"Lucia, cosa stai facendo?" chiese Gaia, la compagna di banco di Lucia, appena entrò in aula. Rimase scioccata nel vedere Lucia girare freneticamente due sassi tra le mani, tanto velocemente che sembravano fumare.
"Quanta pressione hai addosso?" continuò Gaia. "Lucia, i miei sono sassi, non noci. Non dovresti trattarli così!" Si affrettò a recuperare i sassi dalle mani di Lucia e, preoccupata, chiese: "Ti senti sotto pressione in questi giorni?"
Lucia rispose: "Non è proprio la pressione, sto solo cercando di risolvere un problema."
"Quale problema? Dimmelo, ti aiuto a pensarci. Negli ultimi giorni non hai nemmeno voglia di lavorare sul giornale, e si annoiano tutti senza il giornale. Devi rimetterti in carreggiata!"

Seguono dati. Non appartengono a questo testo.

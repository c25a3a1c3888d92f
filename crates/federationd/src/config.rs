//! Configuration for federationd

use crate::consensus::{CompletionPolicy, ConsensusConfig, Threshold};
use crate::gossip::GossipConfig;
use crate::registry::{ruleset_fingerprint, RegistryConfig};
use anyhow::Context;
use clap::{Parser, ValueEnum};
use federation_core::{Decision, RulesetHash};
use std::net::SocketAddr;
use std::path::PathBuf;
use std::time::Duration;
use tracing::warn;

/// Decision the built-in evaluator gives every proposal
#[derive(Clone, Copy, Debug, PartialEq, Eq, ValueEnum)]
pub enum DecisionArg {
    Approve,
    Reject,
    Abstain,
}

impl From<DecisionArg> for Decision {
    fn from(arg: DecisionArg) -> Self {
        match arg {
            DecisionArg::Approve => Decision::Approve,
            DecisionArg::Reject => Decision::Reject,
            DecisionArg::Abstain => Decision::Abstain,
        }
    }
}

/// federationd - federation identity, gossip and consensus daemon
#[derive(Parser, Debug, Clone)]
#[command(name = "federationd")]
#[command(about = "Federation daemon: peer registry, gossip dissemination and proposal consensus")]
pub struct Config {
    /// Listen address for peer connections
    #[arg(short, long, default_value = "0.0.0.0:9300", env = "FEDERATION_LISTEN")]
    pub listen: SocketAddr,

    /// Address advertised to peers (defaults to the listen address)
    #[arg(long, env = "FEDERATION_ADVERTISE")]
    pub advertise: Option<String>,

    /// Data directory for persistent storage
    #[arg(short, long, default_value = "./data/federationd", env = "FEDERATION_DATA_DIR")]
    pub data_dir: PathBuf,

    /// Human-readable label announced to peers
    #[arg(long, default_value = "federation-node", env = "FEDERATION_LABEL")]
    pub label: String,

    /// Rule-set document this instance governs itself by
    #[arg(long, env = "FEDERATION_RULESET")]
    pub ruleset: Option<PathBuf>,

    /// Bootstrap peers (comma-separated host:port)
    #[arg(long, value_delimiter = ',', env = "FEDERATION_BOOTSTRAP")]
    pub bootstrap: Vec<String>,

    /// Peers contacted per broadcast or relay
    #[arg(long, default_value = "3")]
    pub fanout: usize,

    /// Hop budget for locally originated messages
    #[arg(long, default_value = "6")]
    pub ttl: u8,

    /// Per-peer send timeout in milliseconds
    #[arg(long, default_value = "2000")]
    pub send_timeout_ms: u64,

    /// Heartbeat interval in seconds
    #[arg(long, default_value = "30")]
    pub heartbeat_interval_secs: u64,

    /// Anti-entropy interval in seconds
    #[arg(long, default_value = "20")]
    pub anti_entropy_interval_secs: u64,

    /// Maintenance interval in seconds
    #[arg(long, default_value = "60")]
    pub maintenance_interval_secs: u64,

    /// Seen-set capacity
    #[arg(long, default_value = "10000")]
    pub seen_capacity: usize,

    /// Seen-set retention in seconds
    #[arg(long, default_value = "600")]
    pub seen_retention_secs: u64,

    /// Silence after which a peer is marked stale, in seconds
    #[arg(long, default_value = "300")]
    pub stale_after_secs: u64,

    /// Silence after which a peer is evicted, in seconds
    #[arg(long, default_value = "3600")]
    pub evict_after_secs: u64,

    /// Non-abstaining votes needed before a proposal settles early
    #[arg(long, default_value = "1")]
    pub quorum: u32,

    /// Share of non-abstaining votes a side must reach (N/D)
    #[arg(long, default_value = "1/2")]
    pub threshold: Threshold,

    /// Evaluate our own proposals too
    #[arg(long)]
    pub self_vote: bool,

    /// Decision of the built-in evaluator
    #[arg(long, value_enum, default_value = "abstain")]
    pub decision: DecisionArg,

    /// Evaluation timeout in seconds
    #[arg(long, default_value = "30")]
    pub evaluation_timeout_secs: u64,

    /// Votes held for proposals not yet seen
    #[arg(long, default_value = "4096")]
    pub max_pending_votes: usize,

    /// How long an early vote is held, in seconds
    #[arg(long, default_value = "600")]
    pub pending_vote_ttl_secs: u64,

    /// Enable verbose logging
    #[arg(short, long)]
    pub verbose: bool,

    /// Log format (json or pretty)
    #[arg(long, default_value = "pretty")]
    pub log_format: String,
}

impl Config {
    /// Validate configuration
    pub fn validate(&self) -> anyhow::Result<()> {
        if self.label.trim().is_empty() {
            anyhow::bail!("Label cannot be empty");
        }
        if self.fanout == 0 {
            anyhow::bail!("Fanout must be at least 1");
        }
        if self.ttl == 0 {
            anyhow::bail!("TTL must be at least 1");
        }
        if self.quorum == 0 {
            anyhow::bail!("Quorum must be at least 1");
        }
        if self.seen_capacity == 0 {
            anyhow::bail!("Seen-set capacity must be at least 1");
        }
        if self.evict_after_secs <= self.stale_after_secs {
            anyhow::bail!("Peers must go stale before they are evicted");
        }
        if self.heartbeat_interval_secs == 0
            || self.anti_entropy_interval_secs == 0
            || self.maintenance_interval_secs == 0
        {
            anyhow::bail!("Intervals must be at least one second");
        }
        if !matches!(self.log_format.as_str(), "pretty" | "json") {
            anyhow::bail!("Unknown log format: {}", self.log_format);
        }
        for warning in self.warnings() {
            warn!("{}", warning);
        }
        Ok(())
    }

    /// Settings that are accepted but probably wrong
    pub fn warnings(&self) -> Vec<String> {
        let mut warnings = Vec::new();
        if self.advertise.is_none() && self.listen.ip().is_unspecified() {
            warnings.push(format!(
                "Listening on {} without --advertise; peers will be told an address they cannot dial",
                self.listen
            ));
        }
        warnings
    }

    /// Fingerprint of the configured rule-set (empty document if none)
    pub fn ruleset_hash(&self) -> anyhow::Result<RulesetHash> {
        match &self.ruleset {
            Some(path) => {
                let bytes = std::fs::read(path)
                    .with_context(|| format!("reading rule-set {}", path.display()))?;
                Ok(ruleset_fingerprint(&bytes))
            }
            None => Ok(ruleset_fingerprint(&[])),
        }
    }

    /// Address announced to peers
    pub fn advertised_address(&self) -> String {
        self.advertise
            .clone()
            .unwrap_or_else(|| self.listen.to_string())
    }

    pub fn registry_config(&self) -> RegistryConfig {
        RegistryConfig {
            stale_after: Duration::from_secs(self.stale_after_secs),
            evict_after: Duration::from_secs(self.evict_after_secs),
            ..Default::default()
        }
    }

    pub fn gossip_config(&self) -> GossipConfig {
        GossipConfig {
            fanout: self.fanout,
            default_ttl: self.ttl,
            send_timeout: Duration::from_millis(self.send_timeout_ms),
            seen_capacity: self.seen_capacity,
            seen_retention: Duration::from_secs(self.seen_retention_secs),
            ..Default::default()
        }
    }

    pub fn consensus_config(&self) -> ConsensusConfig {
        ConsensusConfig {
            policy: CompletionPolicy {
                quorum: self.quorum,
                threshold: self.threshold,
            },
            self_vote: self.self_vote,
            evaluation_timeout: Duration::from_secs(self.evaluation_timeout_secs),
            max_pending_votes: self.max_pending_votes,
            pending_vote_ttl: Duration::from_secs(self.pending_vote_ttl_secs),
        }
    }
}
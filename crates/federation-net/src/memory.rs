//! In-process transport
//!
//! [`MemoryNetwork`] routes frames between nodes living in the same process.
//! Links can be cut and nodes taken down to simulate partitions and
//! unreachable peers.

use crate::framing::Frame;
use crate::peer::PeerEndpoint;
use crate::transport::{Inbound, Transport, TransportError};
use async_trait::async_trait;
use federation_core::types::InstanceId;
use parking_lot::RwLock;
use std::collections::{HashMap, HashSet};
use std::sync::{Arc, Weak};
use std::time::Duration;
use tracing::trace;

/// Shared switchboard for in-process nodes
#[derive(Default)]
pub struct MemoryNetwork {
    /// Attached nodes (weak, so the network never keeps a node alive)
    nodes: RwLock<HashMap<InstanceId, Weak<dyn Inbound>>>,
    /// Nodes that drop everything
    down: RwLock<HashSet<InstanceId>>,
    /// Cut links, stored in both directions
    blocked: RwLock<HashSet<(InstanceId, InstanceId)>>,
    /// Frames delivered per destination
    delivered: RwLock<HashMap<InstanceId, u64>>,
}

impl MemoryNetwork {
    /// Create an empty network
    pub fn new() -> Arc<Self> {
        Arc::new(Self::default())
    }

    /// Attach a node's inbound handler under its instance id
    pub fn attach<I: Inbound + 'static>(&self, id: InstanceId, inbound: &Arc<I>) {
        let inbound: Arc<dyn Inbound> = inbound.clone();
        self.nodes.write().insert(id, Arc::downgrade(&inbound));
    }

    /// Remove a node entirely
    pub fn detach(&self, id: &InstanceId) {
        self.nodes.write().remove(id);
    }

    /// Transport handle for the node `local`
    pub fn transport(self: &Arc<Self>, local: InstanceId, timeout: Duration) -> MemoryTransport {
        MemoryTransport {
            network: self.clone(),
            local,
            timeout,
        }
    }

    /// Take a node down (or bring it back up)
    pub fn set_down(&self, id: InstanceId, down: bool) {
        if down {
            self.down.write().insert(id);
        } else {
            self.down.write().remove(&id);
        }
    }

    /// Cut the link between two nodes
    pub fn partition(&self, a: InstanceId, b: InstanceId) {
        let mut blocked = self.blocked.write();
        blocked.insert((a, b));
        blocked.insert((b, a));
    }

    /// Restore the link between two nodes
    pub fn heal(&self, a: InstanceId, b: InstanceId) {
        let mut blocked = self.blocked.write();
        blocked.remove(&(a, b));
        blocked.remove(&(b, a));
    }

    /// Restore every cut link
    pub fn heal_all(&self) {
        self.blocked.write().clear();
    }

    /// Number of frames delivered to a node
    pub fn frames_delivered_to(&self, id: &InstanceId) -> u64 {
        self.delivered.read().get(id).copied().unwrap_or(0)
    }

    fn route(&self, from: InstanceId, to: &PeerEndpoint) -> Result<Arc<dyn Inbound>, TransportError> {
        let id = to.instance_id;
        {
            let down = self.down.read();
            if down.contains(&id) || down.contains(&from) {
                return Err(TransportError::Unreachable(to.clone()));
            }
        }
        if self.blocked.read().contains(&(from, id)) {
            return Err(TransportError::Unreachable(to.clone()));
        }
        let inbound = self
            .nodes
            .read()
            .get(&id)
            .and_then(Weak::upgrade)
            .ok_or_else(|| TransportError::Unreachable(to.clone()))?;

        *self.delivered.write().entry(id).or_insert(0) += 1;
        Ok(inbound)
    }
}

/// A node's view of the [`MemoryNetwork`]
#[derive(Clone)]
pub struct MemoryTransport {
    network: Arc<MemoryNetwork>,
    local: InstanceId,
    timeout: Duration,
}

#[async_trait]
impl Transport for MemoryTransport {
    async fn request(&self, to: &PeerEndpoint, frame: Frame) -> Result<Frame, TransportError> {
        let inbound = self.network.route(self.local, to)?;
        trace!("memory: {} -> {} ({:?})", self.local, to.instance_id, frame.frame_type);
        // The receiver runs in its own task, as it would behind a socket, so a
        // sender giving up does not cancel the receiver's processing.
        let handling = tokio::spawn(async move { inbound.on_frame(frame).await });
        tokio::time::timeout(self.timeout, handling)
            .await
            .map_err(|_| TransportError::Timeout(self.timeout))?
            .map_err(|_| TransportError::ConnectionClosed)
    }
}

Lucia, infatti, si sentiva un po' distratta dopo quello che è successo ieri e non si era occupata del giornale scolastico.
Decise di confidarsi un po' con Gaia: "Mia madre non sta bene ultimamente. Non riesce a dormire, e la cosa non può continuare così. Sto cercando di capire quali integratori potrei comprarle. Ne voglio uno che la aiuti a calmarsi e dormire meglio. Credo che la sua insonnia derivi da uno stato d'ansia. Tu ne hai mai comprati?"
Gaia si rilassò, pensando che si trattasse solo di questo, e rispose: "Se hai chiesto a me, allora hai fatto bene! Ma un consiglio: non comprare mai integratori in farmacia!"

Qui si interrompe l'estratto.